**Exercise description**
Every line of the material below in which "ResponseAction" shows up is to be located and copied.
=== Section Start ===
//! Logging bootstrap for hosts embedding the shield
//!
//! The engine itself only emits `tracing` events; audit records use the
//! `audit::oidc` target so they can be routed separately:
//!
//! ```text
//! RUST_LOG=info,audit::oidc=warn
//! ```
//!
//! File output is non-blocking, so the returned guard **must be held** for as
//! long as logs should be flushed.
//!
//! ```rust,no_run
//! use oidc_shield::LoggingConfig;
//!
//! let _guard = LoggingConfig::production("/var/log/oidc-shield").init()?;
//! # Ok::<(), std::io::Error>(())
//! ```

use std::io;
use std::path::{Path, PathBuf};

use serde::{Deserialize, Serialize};
use tracing_appender::non_blocking::WorkerGuard;
use tracing_subscriber::fmt::writer::MakeWriterExt;
use tracing_subscriber::prelude::*;
use tracing_subscriber::{EnvFilter, fmt};

/// Where log lines go
#[derive(Debug, Clone, Copy, PartialEq, Eq, Default, Serialize, Deserialize)]
#[serde(rename_all = "snake_case")]
pub enum LogOutput {
    /// No subscriber is installed
    None,
    /// Standard error only
    #[default]
    Stderr,
    /// Rolling file only
    FileOnly,
    /// Standard error and rolling file
    Both,
}

/// Log file rotation period
#[derive(Debug, Clone, Copy, PartialEq, Eq, Default, Serialize, Deserialize)]
#[serde(rename_all = "snake_case")]
pub enum LogRotation {
    /// Rotate every hour
    Hourly,
    /// Rotate every day
    Daily,
    /// Single file
    #[default]
    Never,
}

/// Logging configuration
#[derive(Debug, Clone, PartialEq, Eq, Serialize, Deserialize)]
#[serde(default)]
pub struct LoggingConfig {
    /// Filter directive used when `RUST_LOG` is unset
    pub level: String,
    /// Emit JSON lines instead of human-readable output
    pub structured: bool,
    /// Output target
    pub output: LogOutput,
    /// Directory for file output
    pub directory: Option<PathBuf>,
    /// File name prefix for file output
    pub file_prefix: String,
    /// Rotation period for file output
    pub rotation: LogRotation,
}

impl Default for LoggingConfig {
    fn default() -> Self {
        Self {
            level: "info".to_string(),
            structured: true,
            output: LogOutput::Stderr,
            directory: None,
            file_prefix: "oidc-shield".to_string(),
            rotation: LogRotation::Never,
        }
    }
}

/// Guard that flushes buffered file logs on drop
#[derive(Debug)]
pub struct LoggingGuard {
    _file_guard: WorkerGuard,
}

impl LoggingConfig {
    /// Human-readable debug output on stderr
    pub fn stderr_debug() -> Self {
        Self {
            level: "debug".to_string(),
            structured: false,
            ..Self::default()
        }
    }

    /// JSON output on stderr and an hourly rotated file
    pub fn production(directory: impl Into<PathBuf>) -> Self {
        Self {
            level: "info".to_string(),
            structured: true,
            output: LogOutput::Both,
            directory: Some(directory.into()),
            file_prefix: "oidc-shield".to_string(),
            rotation: LogRotation::Hourly,
        }
    }

    /// Install the global subscriber
    ///
    /// Returns `Some(LoggingGuard)` when file output is configured.
    ///
    /// # Errors
    ///
    /// Returns an error if file output lacks a directory, the directory cannot
    /// be created, or a global subscriber is already installed.
    pub fn init(&self) -> io::Result<Option<LoggingGuard>> {
        let filter =
            EnvFilter::try_from_default_env().unwrap_or_else(|_| EnvFilter::new(&self.level));

        match self.output {
            LogOutput::None => Ok(None),
            LogOutput::Stderr => {
                let subscriber = tracing_subscriber::registry().with(filter);
                let result = if self.structured {
                    subscriber
                        .with(fmt::layer().json().with_writer(io::stderr))
                        .try_init()
                } else {
                    subscriber
                        .with(fmt::layer().with_writer(io::stderr))
                        .try_init()
                };
                result.map_err(|e| io::Error::other(e.to_string()))?;
                Ok(None)
            }
            LogOutput::FileOnly | LogOutput::Both => {
                let dir = self.directory.as_deref().ok_or_else(|| {
                    io::Error::new(
                        io::ErrorKind::InvalidInput,
                        "File logging requires a directory",
                    )
                })?;
                self.init_file(dir, filter).map(Some)
            }
        }
    }

    fn init_file(&self, dir: &Path, filter: EnvFilter) -> io::Result<LoggingGuard> {
        std::fs::create_dir_all(dir)?;

        let appender = match self.rotation {
            LogRotation::Hourly => tracing_appender::rolling::hourly(dir, &self.file_prefix),
            LogRotation::Daily => tracing_appender::rolling::daily(dir, &self.file_prefix),
            LogRotation::Never => tracing_appender::rolling::never(dir, &self.file_prefix),
        };
        let (file_writer, guard) = tracing_appender::non_blocking(appender);

        let subscriber = tracing_subscriber::registry().with(filter);
        let result = match (self.output, self.structured) {
            (LogOutput::Both, true) => subscriber
                .with(fmt::layer().json().with_writer(file_writer.and(io::stderr)))
                .try_init(),
            (LogOutput::Both, false) => subscriber
                .with(fmt::layer().with_writer(file_writer.and(io::stderr)))
                .try_init(),
            (_, true) => subscriber
                .with(fmt::layer().json().with_writer(file_writer))
                .try_init(),
            (_, false) => subscriber
                .with(fmt::layer().with_writer(file_writer))
                .try_init(),
        };
        result.map_err(|e| io::Error::other(e.to_string()))?;

        Ok(LoggingGuard { _file_guard: guard })
    }
}

#[cfg(test)]
mod tests {
    use super::*;

    #[test]
    fn test_logging_presets() {
        let config = LoggingConfig::default();
        assert_eq!(config.output, LogOutput::Stderr);
        assert!(config.directory.is_none());

        let config = LoggingConfig::stderr_debug();
        assert_eq!(config.level, "debug");
        assert!(!config.structured);

        let config = LoggingConfig::production("/var/log/shield");
        assert_eq!(config.output, LogOutput::Both);
        assert_eq!(config.rotation, LogRotation::Hourly);
    }

    #[test]
    fn test_file_output_requires_directory() {
        let config = LoggingConfig {
            output: LogOutput::FileOnly,
            directory: None,
            ..LoggingConfig::default()
        };
        let err = config.init().unwrap_err();
        assert_eq!(err.kind(), io::ErrorKind::InvalidInput);
    }

    #[test]
    fn test_none_output_installs_nothing() {
        let config = LoggingConfig {
            output: LogOutput::None,
            ..LoggingConfig::default()
        };
        assert!(config.init().unwrap().is_none());
    }
}
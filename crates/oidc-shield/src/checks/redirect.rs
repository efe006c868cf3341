//! Redirect URI check

use url::{Host, Url};

use crate::checks::EventContext;
use crate::types::{ResponseAction, RiskScore, SecurityEventType, ThreatLevel, ValidationResult};

/// Check name reported in decisions
pub const NAME: &str = "redirect_uri";

/// Risk of a missing or unparseable redirect URI
pub const MISSING_REDIRECT_RISK: RiskScore = 85;

/// Risk of a redirect URI over an insecure transport or with a fragment
pub const INSECURE_REDIRECT_RISK: RiskScore = 80;

/// Validate the redirect URI of an authorization request
pub fn check(
    redirect_uri: Option<&str>,
    allow_loopback_http: bool,
    ctx: &EventContext<'_>,
) -> ValidationResult {
    let reject = |risk, description: String| {
        ValidationResult::from_events(vec![ctx.event(
            SecurityEventType::InvalidRedirectUri,
            ThreatLevel::High,
            ResponseAction::Block,
            risk,
            description,
        )])
    };

    let Some(raw) = redirect_uri.filter(|uri| !uri.is_empty()) else {
        return reject(
            MISSING_REDIRECT_RISK,
            "Request is missing redirect_uri".to_string(),
        );
    };

    let url = match Url::parse(raw) {
        Ok(url) => url,
        Err(e) => {
            return reject(
                MISSING_REDIRECT_RISK,
                format!("redirect_uri is not a valid absolute URI: {e}"),
            );
        }
    };

    let secure = match url.scheme() {
        "https" => true,
        "http" => allow_loopback_http && is_loopback(&url),
        _ => false,
    };
    if !secure {
        return reject(
            INSECURE_REDIRECT_RISK,
            format!("redirect_uri uses insecure scheme '{}'", url.scheme()),
        );
    }

    if url.fragment().is_some() {
        return reject(
            INSECURE_REDIRECT_RISK,
            "redirect_uri must not contain a fragment".to_string(),
        );
    }

    ValidationResult::pass()
}

fn is_loopback(url: &Url) -> bool {
    match url.host() {
        Some(Host::Ipv4(addr)) => addr.is_loopback(),
        Some(Host::Ipv6(addr)) => addr.is_loopback(),
        Some(Host::Domain(domain)) => domain.eq_ignore_ascii_case("localhost"),
        None => false,
    }
}
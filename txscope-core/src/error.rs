//! Error types for txscope-core
//!
//! `DbError` is what a backend reports for a single operation.
//! `TxError` is what a unit of work reports, tagged with the phase that failed.

use std::any::Any;
use std::fmt;

use thiserror::Error;

use crate::context::Cancelled;

/// Backend error for a single transactional operation
#[derive(Error, Debug)]
pub enum DbError {
    #[error("database error: {0}")]
    Sqlx(#[from] sqlx::Error),

    #[error("no rows in result set")]
    NoRows,

    /// A repository needed a transaction but none was attached to the context
    #[error("no active transaction in context")]
    NoTransaction,

    /// The transaction was already committed or rolled back
    #[error("transaction is closed")]
    TxClosed,

    #[error("{0}")]
    Cancelled(#[from] Cancelled),

    /// An earlier statement of the same batch failed
    #[error("batch aborted by a previous statement")]
    BatchAborted,

    #[error("column '{column}': {reason}")]
    Decode { column: String, reason: String },

    #[error("column not found: {0}")]
    ColumnNotFound(String),

    #[error("backend error: {0}")]
    Backend(String),
}

impl DbError {
    /// Create a decode error for a column
    pub fn decode(column: impl Into<String>, reason: impl Into<String>) -> Self {
        Self::Decode {
            column: column.into(),
            reason: reason.into(),
        }
    }

    /// Create an opaque backend error
    pub fn backend(message: impl Into<String>) -> Self {
        Self::Backend(message.into())
    }

    /// True when the failure was caused by context cancellation or deadline
    pub fn is_cancelled(&self) -> bool {
        matches!(self, Self::Cancelled(_))
    }
}

/// Payload of a panic caught inside a unit of work
#[derive(Debug, Clone, PartialEq, Eq)]
pub struct PanicPayload(String);

impl PanicPayload {
    pub fn message(&self) -> &str {
        &self.0
    }
}

impl From<Box<dyn Any + Send>> for PanicPayload {
    fn from(payload: Box<dyn Any + Send>) -> Self {
        let message = match payload.downcast::<String>() {
            Ok(s) => *s,
            Err(payload) => match payload.downcast::<&'static str>() {
                Ok(s) => (*s).to_owned(),
                Err(_) => "(non-string panic)".to_owned(),
            },
        };
        Self(message)
    }
}

impl fmt::Display for PanicPayload {
    fn fmt(&self, f: &mut fmt::Formatter<'_>) -> fmt::Result {
        f.write_str(&self.0)
    }
}

/// Why a unit of work did not commit
#[derive(Error, Debug)]
pub enum Abort<E> {
    /// The work returned an error
    #[error(transparent)]
    Work(E),

    /// The work panicked; the panic was caught and not re-raised
    #[error("panic: {0}")]
    Panic(PanicPayload),

    /// A nested unit of work failed, so the shared transaction may only roll back
    #[error("transaction marked rollback-only by a nested unit of work")]
    RollbackOnly,
}

/// Error returned by `TxManager::run` and `TxManager::run_with_settings`
#[derive(Error, Debug)]
pub enum TxError<E> {
    /// The transaction could not be started; the work never ran
    #[error("begin tx: {0}")]
    Begin(#[source] DbError),

    /// The work succeeded but the commit failed
    #[error("commit tx: {0}")]
    Commit(#[source] DbError),

    /// The work failed and the transaction was rolled back
    #[error("unit of work aborted: {0}")]
    Aborted(#[source] Abort<E>),

    /// The work failed and the rollback failed as well
    #[error("unit of work aborted: {cause}; rollback tx: {rollback}")]
    RollbackFailed {
        cause: Abort<E>,
        #[source]
        rollback: DbError,
    },
}

impl<E> TxError<E> {
    /// The cause of the abort, if the work did not commit
    pub fn abort(&self) -> Option<&Abort<E>> {
        match self {
            Self::Aborted(cause) | Self::RollbackFailed { cause, .. } => Some(cause),
            Self::Begin(_) | Self::Commit(_) => None,
        }
    }

    /// The error returned by the work itself, if that is why it failed
    pub fn work_error(&self) -> Option<&E> {
        match self.abort() {
            Some(Abort::Work(e)) => Some(e),
            _ => None,
        }
    }

    pub fn into_work_error(self) -> Option<E> {
        match self {
            Self::Aborted(Abort::Work(e)) | Self::RollbackFailed { cause: Abort::Work(e), .. } => {
                Some(e)
            }
            _ => None,
        }
    }

    pub fn is_panic(&self) -> bool {
        matches!(self.abort(), Some(Abort::Panic(_)))
    }

    /// The rollback failure joined to the original cause, if any
    pub fn rollback_error(&self) -> Option<&DbError> {
        match self {
            Self::RollbackFailed { rollback, .. } => Some(rollback),
            _ => None,
        }
    }
}

/// Result type alias for single transactional operations
pub type DbResult<T> = std::result::Result<T, DbError>;
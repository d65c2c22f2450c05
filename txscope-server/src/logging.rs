//! Tracing subscriber setup
//!
//! | ENV     | format | level |
//! |---------|--------|-------|
//! | local   | pretty | debug |
//! | dev     | json   | debug |
//! | prod    | json   | info  |
//! | other   | json   | info  |
//!
//! `RUST_LOG` overrides the level when set.

use anyhow::{anyhow, Result};
use tracing_subscriber::EnvFilter;

use crate::config::Environment;

#[derive(Debug, Clone, Copy, PartialEq, Eq)]
pub enum LogFormat {
    Pretty,
    Json,
}

/// Output format and default level for an environment
pub fn settings_for(env: &Environment) -> (LogFormat, &'static str) {
    match env {
        Environment::Local => (LogFormat::Pretty, "debug"),
        Environment::Dev => (LogFormat::Json, "debug"),
        Environment::Prod | Environment::Other(_) => (LogFormat::Json, "info"),
    }
}

/// Install the global subscriber. Fails if one is already installed.
pub fn init(env: &Environment) -> Result<()> {
    let (format, level) = settings_for(env);
    let filter = EnvFilter::try_from_default_env().unwrap_or_else(|_| EnvFilter::new(level));
    let builder = tracing_subscriber::fmt().with_env_filter(filter);

    match format {
        LogFormat::Pretty => builder.pretty().try_init(),
        LogFormat::Json => builder.json().with_current_span(true).try_init(),
    }
    .map_err(|err| anyhow!(err))
}
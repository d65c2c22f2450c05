//! txscope-server: example service wired through txscope transactions
//!
//! Layers, outermost first:
//! - `http`: axum routes, per-request contexts, JSON errors
//! - `service`: one unit of work per operation via `TxManager`
//! - `db`: repositories that find the active transaction with `TxGetter`

pub mod config;
pub mod db;
pub mod http;
pub mod logging;
pub mod models;
pub mod service;

pub use config::Config;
=== Section End ===
**Output below**
use crate::types::{ResponseAction, RiskScore, SecurityEventType, ThreatLevel, ValidationResult};
            ResponseAction::Block,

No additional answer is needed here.